I would say the biggest negative for Canada has been the continued reluctance by Canadian leaders to capitalize on that development. Ottawa has been reluctant since the signing of NAFTA to leverage that situation and really create policies that would push to strengthen that structural integration. Ottawa keeps talking that we’re trading partners, it doesn’t want to acknowledge that we’re production partners. If we are deeply interdependent, then we’re not sovereign. And no one wants to say that. But the reality is that we are deeply interdependent.

What are some opportunities NAFTA presents that businesses in B.C. can do a better job of capitalizing on?

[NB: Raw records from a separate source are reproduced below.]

use serde::{Deserialize, Serialize};

/// Where the harness puts its memory. Loaded from JSON; missing fields keep
/// their defaults.
#[derive(Debug, Clone, PartialEq, Eq, Serialize, Deserialize)]
#[serde(default)]
pub struct HarnessConfig {
    /// Physical base of the work pool, page aligned.
    pub work_pool_base: u32,
    pub work_pool_pages: u32,
    /// Physical base of the per-case storage slots.
    pub storage_base: u32,
    pub storage_slots: usize,
}

impl Default for HarnessConfig {
    fn default() -> Self {
        Self {
            work_pool_base: 0x0020_0000,
            work_pool_pages: 512,
            storage_base: 0x0010_0000,
            storage_slots: 16,
        }
    }
}

impl HarnessConfig {
    pub fn from_json(text: &str) -> Result<Self, serde_json::Error> { serde_json::from_str(text) }
}

#[cfg(test)]
mod tests {
    use super::*;

    #[test]
    fn partial_json_keeps_defaults() {
        let cfg = HarnessConfig::from_json(r#"{ "work_pool_pages": 2 }"#).unwrap();
        assert_eq!(cfg.work_pool_pages, 2);
        assert_eq!(cfg.storage_slots, HarnessConfig::default().storage_slots);
    }
}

Ewert-Johns: Canada is well positioned to be a central platform. We have geographic position. Not only are we next to the U.S. and Mexico, we are equidistant from Europe, Asia and South America. We have transportation infrastructure to support those trade flows. We have free trade agreements with many major economies. We have the cultural community and talent pool that allows Canada, especially British Columbia, to be a central hub for businesses that want to establish here and gain access to Europe, U.S., Mexico and dozens of other markets duty free.
Is there any concern over the new B.C. liquor laws violating trade obligations with the U.S.?

Ewert-Johns: Yes, trade agreements are supposed to promote equal access and treatment. Recent commentary on B.C.’s new liquor laws (pricing and shelf placement) could be perceived as discriminatory which would then result in a non-tariff trade barrier complaint.
Has NAFTA actually weakened a particular country’s economy?

Blank: Again, think about NAFTA not just as free trade, but what I call North American production. It has weakened the less efficient parts of every economy and resulted in regional changes. We can see that most in Mexico where the lack of flexibility in the economy has meant that the economy north of Mexico City has become much more integrated into the North American economy, where south of Mexico City has suffered due to the lack of education, transportation and cultural institutions that would make the transition to modernity easier. So sure the less efficient parts of our economies have suffered, but in a sense that’s what growth is all about.
Is there a need to re-evaluate NAFTA and to make some amendments to the agreement to reflect the reality of today’s trade between the three countries?
Watt: Certainly it never hurts to re-examine trade agreements that have been around a long time. Right now we’re looking at a European trade agreement and you’ve got intellectual property rights, issues related to the Internet and a number of those issues which would not necessarily have been captured in the NAFTA negotiations. In the CETA agreement, (Comprehensive Economic and Trade Agreement between Canada and the European Union) one of the signature aspects was how to treat foreign direct investment in a domestic economy so we could encourage more foreign direct investment. So, certainly I think there are avenues where there’s been progress relative to where we would have been when NAFTA was originally negotiated that could use some sprucing up.
Ewert-Johns: Yes, NAFTA is 20 years old. In the intervening period, Canada has signed many new trade agreements and each one has advanced text to be more suited to the economy of today. NAFTA needs to be revisited in order to address long-standing issues in government procurement, regulatory harmonization and improved labour mobility. These are all areas that the new Canada-Europe agreement addresses. Furthermore, NAFTA needs to be adjusted to include the services trade.